//! Calculation history
//!
//! Visual feedback: completed calculations stay visible and can be recalled
//! into the display with a click.

use serde::{Deserialize, Serialize};
use std::collections::VecDeque;

/// A single completed calculation
#[derive(Debug, Clone, PartialEq, Eq, Serialize, Deserialize)]
pub struct HistoryEntry {
    /// Unique, monotonically increasing key within one history log
    pub id: u64,
    /// The evaluated expression, e.g. `"5 × 4"`
    pub expression: String,
    /// The formatted result, e.g. `"20"`
    pub result: String,
}

impl HistoryEntry {
    /// Creates an entry
    #[must_use]
    pub fn new(id: u64, expression: String, result: String) -> Self {
        Self {
            id,
            expression,
            result,
        }
    }
}

/// Bounded log of completed calculations, newest first
///
/// Entries are never mutated once recorded. When the log is full the
/// oldest entry is dropped.
#[derive(Debug, Clone)]
pub struct History {
    /// Entries, newest at the front
    entries: VecDeque<HistoryEntry>,
    /// Maximum number of entries to keep
    max_entries: usize,
    /// Id handed to the next recorded entry
    next_id: u64,
}

impl Default for History {
    fn default() -> Self {
        Self::new()
    }
}

impl History {
    /// Default maximum history size
    pub const DEFAULT_MAX_ENTRIES: usize = 20;

    /// Creates a new history with default capacity
    #[must_use]
    pub fn new() -> Self {
        Self::with_capacity(Self::DEFAULT_MAX_ENTRIES)
    }

    /// Creates a history with custom maximum size
    #[must_use]
    pub fn with_capacity(max_entries: usize) -> Self {
        Self {
            entries: VecDeque::with_capacity(max_entries),
            max_entries,
            next_id: 1,
        }
    }

    /// Records a completed calculation and returns the new entry's id
    pub fn record(&mut self, expression: String, result: String) -> u64 {
        let id = self.next_id;
        self.push(HistoryEntry::new(id, expression, result));
        id
    }

    /// Adds a prebuilt entry as the newest one
    pub fn push(&mut self, entry: HistoryEntry) {
        self.next_id = self.next_id.max(entry.id + 1);
        self.entries.push_front(entry);
        self.entries.truncate(self.max_entries);
        tracing::trace!(len = self.entries.len(), "history updated");
    }

    /// Returns the number of entries
    #[must_use]
    pub fn len(&self) -> usize {
        self.entries.len()
    }

    /// Returns true if the history is empty
    #[must_use]
    pub fn is_empty(&self) -> bool {
        self.entries.is_empty()
    }

    /// Returns the maximum number of entries
    #[must_use]
    pub fn max_entries(&self) -> usize {
        self.max_entries
    }

    /// Clears all history entries
    pub fn clear(&mut self) {
        self.entries.clear();
    }

    /// Returns an iterator over the entries (newest first)
    pub fn iter(&self) -> impl Iterator<Item = &HistoryEntry> {
        self.entries.iter()
    }

    /// Returns the entries as a newest-first vector
    #[must_use]
    pub fn entries(&self) -> Vec<&HistoryEntry> {
        self.entries.iter().collect()
    }

    /// Returns the most recent entry
    #[must_use]
    pub fn latest(&self) -> Option<&HistoryEntry> {
        self.entries.front()
    }

    /// Returns the oldest retained entry
    #[must_use]
    pub fn oldest(&self) -> Option<&HistoryEntry> {
        self.entries.back()
    }

    /// Returns the entry at `index` (0 = newest)
    #[must_use]
    pub fn get(&self, index: usize) -> Option<&HistoryEntry> {
        self.entries.get(index)
    }

    /// Serializes the history (newest first) to JSON
    pub fn to_json(&self) -> Result<String, serde_json::Error> {
        serde_json::to_string(&self.entries)
    }
}

#[cfg(test)]
mod tests {
    use super::*;

    fn filled(n: usize) -> History {
        let mut history = History::new();
        for i in 0..n {
            history.record(format!("{i} + 0"), i.to_string());
        }
        history
    }

    // ===== HistoryEntry tests =====

    #[test]
    fn test_history_entry_new() {
        let entry = HistoryEntry::new(1, "2 + 2".into(), "4".into());
        assert_eq!(entry.expression, "2 + 2");
        assert_eq!(entry.result, "4");
        assert_eq!(entry.id, 1);
    }

    #[test]
    fn test_history_entry_serialize() {
        let entry = HistoryEntry::new(7, "9 ÷ 3".into(), "3".into());
        let json = serde_json::to_string(&entry).unwrap();
        assert!(json.contains("\"expression\":\"9 ÷ 3\""));
        assert!(json.contains("\"result\":\"3\""));
        assert!(json.contains("\"id\":7"));
    }

    // ===== History tests =====

    #[test]
    fn test_history_new() {
        let history = History::new();
        assert!(history.is_empty());
        assert_eq!(history.max_entries(), 20);
    }

    #[test]
    fn test_record_is_newest_first() {
        let history = filled(3);
        let results: Vec<&str> = history.iter().map(|e| e.result.as_str()).collect();
        assert_eq!(results, vec!["2", "1", "0"]);
        assert_eq!(history.latest().unwrap().result, "2");
        assert_eq!(history.oldest().unwrap().result, "0");
    }

    #[test]
    fn test_ids_are_unique_and_increasing() {
        let history = filled(5);
        let ids: Vec<u64> = history.iter().map(|e| e.id).collect();
        assert_eq!(ids, vec![5, 4, 3, 2, 1]);
    }

    #[test]
    fn test_twenty_first_entry_evicts_oldest() {
        let history = filled(21);
        assert_eq!(history.len(), 20);
        assert_eq!(history.latest().unwrap().result, "20");
        assert_eq!(history.oldest().unwrap().result, "1");
    }

    #[test]
    fn test_size_never_exceeds_capacity() {
        let mut history = History::with_capacity(3);
        for i in 0..50 {
            history.record(i.to_string(), i.to_string());
            assert!(history.len() <= 3);
        }
    }

    #[test]
    fn test_no_deduplication() {
        let mut history = History::new();
        history.record("1 + 1".into(), "2".into());
        history.record("1 + 1".into(), "2".into());
        assert_eq!(history.len(), 2);
    }

    #[test]
    fn test_push_keeps_ids_monotonic() {
        let mut history = History::new();
        history.push(HistoryEntry::new(10, "a".into(), "1".into()));
        let next = history.record("b".into(), "2".into());
        assert_eq!(next, 11);
    }

    #[test]
    fn test_get_by_position() {
        let history = filled(3);
        assert_eq!(history.get(0).unwrap().result, "2");
        assert_eq!(history.get(2).unwrap().result, "0");
        assert!(history.get(3).is_none());
    }

    #[test]
    fn test_clear() {
        let mut history = filled(4);
        history.clear();
        assert!(history.is_empty());
    }

    #[test]
    fn test_to_json_newest_first() {
        let mut history = History::new();
        history.push(HistoryEntry::new(1, "1 + 1".into(), "2".into()));
        history.push(HistoryEntry::new(2, "2 + 2".into(), "4".into()));
        let json = history.to_json().unwrap();
        let first = json.find("2 + 2").unwrap();
        let second = json.find("1 + 1").unwrap();
        assert!(first < second);
    }
}
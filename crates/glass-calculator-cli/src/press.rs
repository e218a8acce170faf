//! Scripted input for the `press` command

use glass_calculator::input::KeyboardMapper;
use glass_calculator::widget::CalculatorWidget;
use tracing::debug;

use crate::error::{CliError, CliResult};

/// Prefix of a history recall token, e.g. `history:0`
pub const HISTORY_PREFIX: &str = "history:";

/// One resolved input step
#[derive(Debug, Clone, PartialEq, Eq)]
pub enum Step {
    /// A key name understood by the keyboard mapper
    Key(String),
    /// A keypad button id
    Button(String),
    /// Recall of the n-th newest history entry
    History(usize),
}

/// Resolves a command-line token into input steps
///
/// # Errors
///
/// Returns [`CliError::InvalidArgument`] for tokens that are not keys,
/// button ids, runs of keys or history recalls.
pub fn parse_token(token: &str) -> CliResult<Vec<Step>> {
    let mapper = KeyboardMapper::new();

    if let Some(index) = token.strip_prefix(HISTORY_PREFIX) {
        let index = index.parse().map_err(|_| {
            CliError::invalid_argument(format!("bad history index in {token:?}"))
        })?;
        return Ok(vec![Step::History(index)]);
    }
    if token.starts_with("btn-") {
        return Ok(vec![Step::Button(token.to_string())]);
    }
    if mapper.handles(token) {
        return Ok(vec![Step::Key(token.to_string())]);
    }

    let keys: Vec<String> = token.chars().map(String::from).collect();
    if !keys.is_empty() && keys.iter().all(|k| mapper.handles(k)) {
        return Ok(keys.into_iter().map(Step::Key).collect());
    }
    Err(CliError::invalid_argument(format!("unknown key: {token:?}")))
}

/// Applies all tokens to the widget at clock time `now_ms`
///
/// # Errors
///
/// Returns an error for unparseable tokens, unknown button ids and history
/// indices past the end of the log.
pub fn apply_tokens(widget: &mut CalculatorWidget, tokens: &[String], now_ms: u64) -> CliResult<()> {
    for token in tokens {
        for step in parse_token(token)? {
            debug!(?step, "press");
            let handled = match &step {
                Step::Key(key) => widget.press_key(key, now_ms),
                Step::Button(id) => widget.click_button(id, now_ms),
                Step::History(index) => widget.select_history(*index, now_ms),
            };
            if !handled {
                return Err(CliError::invalid_argument(format!(
                    "{token:?} did nothing: no such button or history entry"
                )));
            }
        }
    }
    Ok(())
}
//! Click sound feedback
//!
//! The widget never synthesizes audio itself. It decides *which* click to
//! play and hands a [`ClickTone`] to an injected [`SoundPlayer`].

use serde::{Deserialize, Serialize};
use std::time::Duration;

use crate::core::Action;
use crate::input::ButtonVariant;

/// Family of click sound
#[derive(Debug, Clone, Copy, PartialEq, Eq, Hash, Serialize, Deserialize)]
#[serde(rename_all = "lowercase")]
pub enum SoundKind {
    /// Soft click for digits, decimal point and backspace
    Number,
    /// Mid-pitch click for clear, sign, percent and the theme toggle
    Function,
    /// Higher, longer click for operators and equals
    Operator,
}

impl SoundKind {
    /// Sound played for an action; history recall is silent
    #[must_use]
    pub fn for_action(action: &Action) -> Option<Self> {
        match action {
            Action::Digit(_) | Action::Decimal | Action::Backspace => Some(Self::Number),
            Action::ToggleSign | Action::Percent | Action::Clear => Some(Self::Function),
            Action::Operation(_) | Action::Equals => Some(Self::Operator),
            Action::SelectHistory(_) => None,
        }
    }

    /// Sound of a keypad button, chosen by its look
    #[must_use]
    pub const fn for_variant(variant: ButtonVariant) -> Self {
        match variant {
            ButtonVariant::Number => Self::Number,
            ButtonVariant::Function => Self::Function,
            ButtonVariant::Operator => Self::Operator,
        }
    }

    /// Tone profile of this click
    #[must_use]
    pub fn tone(self) -> ClickTone {
        match self {
            Self::Operator => ClickTone {
                start_hz: 1200.0,
                end_hz: 800.0,
                ramp: Duration::from_millis(50),
                gain: 0.15,
                duration: Duration::from_millis(80),
            },
            Self::Function => ClickTone {
                start_hz: 900.0,
                end_hz: 600.0,
                ramp: Duration::from_millis(40),
                gain: 0.12,
                duration: Duration::from_millis(60),
            },
            Self::Number => ClickTone {
                start_hz: 600.0,
                end_hz: 400.0,
                ramp: Duration::from_millis(30),
                gain: 0.08,
                duration: Duration::from_millis(40),
            },
        }
    }
}

/// A sine click with an exponential pitch and gain decay
#[derive(Debug, Clone, Copy, PartialEq, Serialize, Deserialize)]
pub struct ClickTone {
    /// Starting frequency
    pub start_hz: f32,
    /// Frequency reached after `ramp`
    pub end_hz: f32,
    /// Length of the pitch ramp
    pub ramp: Duration,
    /// Starting gain, decaying to near silence over `duration`
    pub gain: f32,
    /// Total length of the click
    pub duration: Duration,
}

/// Capability that plays click sounds
pub trait SoundPlayer: std::fmt::Debug {
    /// Plays one click
    fn play(&mut self, kind: SoundKind);
}

impl<T: SoundPlayer + ?Sized> SoundPlayer for Box<T> {
    fn play(&mut self, kind: SoundKind) {
        (**self).play(kind);
    }
}

/// Player that discards every click
#[derive(Debug, Default, Clone, Copy)]
pub struct SilentPlayer;

impl SoundPlayer for SilentPlayer {
    fn play(&mut self, _kind: SoundKind) {}
}

/// Player that remembers what it was asked to play
#[derive(Debug, Default, Clone)]
pub struct RecordingPlayer {
    played: Vec<SoundKind>,
}

impl RecordingPlayer {
    /// Creates an empty recorder
    #[must_use]
    pub fn new() -> Self {
        Self::default()
    }

    /// Clicks played so far, oldest first
    #[must_use]
    pub fn played(&self) -> &[SoundKind] {
        &self.played
    }

    /// The most recent click
    #[must_use]
    pub fn last(&self) -> Option<SoundKind> {
        self.played.last().copied()
    }
}

impl SoundPlayer for RecordingPlayer {
    fn play(&mut self, kind: SoundKind) {
        self.played.push(kind);
    }
}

#### WORK REQUEST:
If a line in the entries above contains the word "tracing", count it, and give only the final number.

#### WRITTEN ANSWER:
2